Agrémenté de dessins de l’auteur, ce petit ouvrage de synthèse explore les enjeux techniques, esthétiques mais aussi sociaux des couverts de table.

En dépit du titre retenu, mettant en avant une approche historique, c’est à un agencement thématique – et non pas chronologique – que nous nous voyons conviés ici. Le livre s’ouvre sur des développements introductifs de près d’une centaine de pages, traitant successivement des trois principaux couverts de table. À ce stade, l’auteur semble avoir davantage à dire au sujet du couteau que de la cuillère ou de la fourchette. S’ensuivent des chapitres beaucoup plus courts abordant le thème des évolutions sur le plan des matériaux puis des formes (ici uniquement de la fourchette), ceux de la disposition des couverts, de l’utilisation desdits ustensiles en cuisine, du rapport à la gastronomie (où il est à vrai dire surtout question d’hygiène), des instruments « hybrides » et enfin des pratiques de par le monde.

Descriptions

Dans une large mesure, cet ouvrage s’avère énumératif, additionnant les descriptions. Pour ce faire, l’auteur s’appuie avant tout sur la littérature spécialisée, quelquefois sur des résultats de fouilles archéologiques, des tableaux (natures mortes, représentations de banquets), des réalisations exceptionnelles repérées dans les vitrines des musées ou leurs catalogues. Il n’hésite pas à remonter à la Préhistoire et aux premiers objets tranchants ou servant de contenants. Le lecteur découvre l’existence de maints instruments tels que les louches à boire, ainsi que tout un vocabulaire technique : la notion de « soie », par exemple, qui désigne le prolongement encastré d’une lame dans un manche, ou celle de « fourchons » (dents des fourchettes). Il prend aussi conscience de la grande variabilité qui caractérise ces objets, à l’instar des manches en toutes sortes de matériaux (corne, sabot, porcelaine, nacre, argent, or, vermeil…). On rebondit d’une période à l’autre : de l’Antiquité au Moyen Âge, de la Renaissance à l’époque classique, du XIXe siècle bourgeois aux couverts en plastique, non sans effectuer parfois de vertigineux retours en arrière.

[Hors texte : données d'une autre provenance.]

use std::sync::Arc;

use anyhow::{Result, anyhow, bail};
use chrono::{Duration, Utc};
use chrono_tz::Tz;
use clap::{Args, Parser, Subcommand};
use history_ingestor::{
    extractor::NixEnvExtractor, models::channel::Channel, providers::github_rest::GithubProvider,
};
use tokio_util::sync::CancellationToken;
use tracing_subscriber::prelude::*;
use version_sync::{
    config::{Config, load_config_path},
    db::migrate,
    fetcher::RateLimitedFetcher,
    orchestrator::Updater,
    period::{Frequency, Period},
    storage::{SqliteStorage, Storage},
    tz,
};

#[derive(Parser)]
#[command(version, about = "Track package versions across nixpkgs channel history")]
struct Cli {
    #[command(subcommand)]
    cmd: Cmd,
}

#[derive(Args)]
struct ConfigArg {
    #[arg(long, value_name = "FILE", default_value = "version-sync.toml")]
    config: String,
}

#[derive(Subcommand)]
enum Cmd {
    /// Verify uncovered periods and record their package sets.
    Update {
        #[command(flatten)]
        config: ConfigArg,
        /// Start of the range (RFC-3339 or YYYY-MM-DD). Defaults to a year before --to.
        #[arg(long)]
        from: Option<String>,
        /// End of the range (RFC-3339 or YYYY-MM-DD). Defaults to now.
        #[arg(long)]
        to: Option<String>,
        #[arg(long, default_value_t = 7)]
        frequency_days: u32,
        /// Zone for bare dates.
        #[arg(long, default_value = "UTC")]
        tz: String,
    },
    /// Print recorded coverage.
    Coverage {
        #[command(flatten)]
        config: ConfigArg,
        #[arg(long)]
        channel: Option<String>,
    },
    /// Print every recorded version of a package.
    Versions {
        #[command(flatten)]
        config: ConfigArg,
        name: String,
    },
}

fn open_storage(cfg: &Config) -> Result<SqliteStorage> {
    migrate::run_sqlite(&cfg.database_url)?;
    SqliteStorage::open(&cfg.database_url)
}

async fn update(
    cfg: Config,
    from: Option<String>,
    to: Option<String>,
    frequency_days: u32,
    tz_name: &str,
) -> Result<()> {
    let zone: Tz = tz_name
        .parse()
        .map_err(|e| anyhow!("bad --tz {tz_name}: {e}"))?;
    let end = match to {
        Some(s) => tz::parse_cli_instant(&s, zone)?,
        None => Utc::now(),
    };
    let start = match from {
        Some(s) => tz::parse_cli_instant(&s, zone)?,
        None => end - Duration::days(365),
    };
    let target = Period::new(start, end)?;
    let frequency = Frequency::days(frequency_days)?;

    let storage = Arc::new(open_storage(&cfg)?);

    let token = shared_utils::env::get_secret_env_var("GITHUB_TOKEN");
    if token.is_none() {
        tracing::warn!("GITHUB_TOKEN not set, GitHub allows 60 unauthenticated requests per hour");
    }
    let provider = GithubProvider::new(cfg.github_config()?, token)?;
    let fetcher = Arc::new(RateLimitedFetcher::new(Arc::new(provider), cfg.fetch_policy()));
    let extractor = Arc::new(NixEnvExtractor::new(
        cfg.extractor.program.clone(),
        cfg.extractor.archive_base.clone(),
    ));
    let updater = Updater::new(storage, extractor, fetcher, cfg.update_options());

    let cancel = CancellationToken::new();
    let on_signal = cancel.clone();
    tokio::spawn(async move {
        if tokio::signal::ctrl_c().await.is_ok() {
            tracing::warn!("interrupt received, finishing periods in flight");
            on_signal.cancel();
        }
    });

    let outcomes = updater
        .update_database(&cfg.channel_list()?, frequency, target, cancel)
        .await?;

    let mut failed = 0usize;
    for outcome in &outcomes {
        match outcome {
            Ok(line) => println!("ok    {line}"),
            Err(line) => {
                failed += 1;
                println!("FAIL  {line}");
            }
        }
    }
    println!(
        "{} period(s) verified, {failed} failed",
        outcomes.len() - failed
    );
    if failed > 0 {
        bail!("{failed} of {} period(s) failed", outcomes.len());
    }
    Ok(())
}

async fn coverage(cfg: Config, channel: Option<String>) -> Result<()> {
    let channels = match channel {
        Some(name) => vec![name.parse::<Channel>()?],
        None => cfg.channel_list()?,
    };
    let storage = open_storage(&cfg)?;
    for channel in channels {
        for r in storage.coverage(channel).await? {
            println!("{}\t{}\t{}\t{}", r.channel, r.period, r.commit, r.state);
        }
    }
    Ok(())
}

async fn versions(cfg: Config, name: &str) -> Result<()> {
    let storage = open_storage(&cfg)?;
    let found = storage.versions_of(name).await?;
    if found.is_empty() {
        println!("no versions of {name} recorded");
    }
    for (commit, version) in found {
        println!("{version}\t{commit}");
    }
    Ok(())
}

#[tokio::main]
async fn main() -> Result<()> {
    let cli = Cli::parse();
    let _ = dotenvy::dotenv();

    tracing_subscriber::registry()
        .with(
            tracing_subscriber::EnvFilter::try_from_default_env()
                .unwrap_or_else(|_| "info".into()),
        )
        .with(tracing_subscriber::fmt::layer().with_writer(std::io::stderr))
        .init();

    match cli.cmd {
        Cmd::Update {
            config,
            from,
            to,
            frequency_days,
            tz,
        } => {
            let cfg = load_config_path(&config.config)?;
            update(cfg, from, to, frequency_days, &tz).await
        }
        Cmd::Coverage { config, channel } => {
            let cfg = load_config_path(&config.config)?;
            coverage(cfg, channel).await
        }
        Cmd::Versions { config, name } => {
            let cfg = load_config_path(&config.config)?;
            versions(cfg, &name).await
        }
    }
}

Comme c’est souvent le cas au sein des ouvrages historiques se penchant sur ce genre de domaine, quel que soit d’ailleurs l’objet central privilégié (l’alimentation, les cuisiniers, la gastronomie, les manières de table, etc.), l’optique se révèle plutôt large. Des paragraphes entiers sont dédiés aux dangers du vert-de-gris tapissant le fond des marmites en cuivre, ou au statut juridique des divers établissements culinaires sous l’Ancien Régime – l'auteur se lançant même dans des digressions sur les baïonnettes ou la guillotine. À la découverte de pages sur les couteaux de poche – des Laguiole (nom de lieu) aux Opinel (nom propre) –, on se demande également si l’on n’est pas quelque peu hors-sujet. Cependant, lorsque se voit évoquée la figure du patriarche dans le monde rural, utilisant ce genre d’instrument lors des repas et le refermant ostensiblement d’un bruit sec à la fin de ceux-ci (indiquant par là à la tablée qu’il est temps de se lever), on réalise que tel n’est pas le cas.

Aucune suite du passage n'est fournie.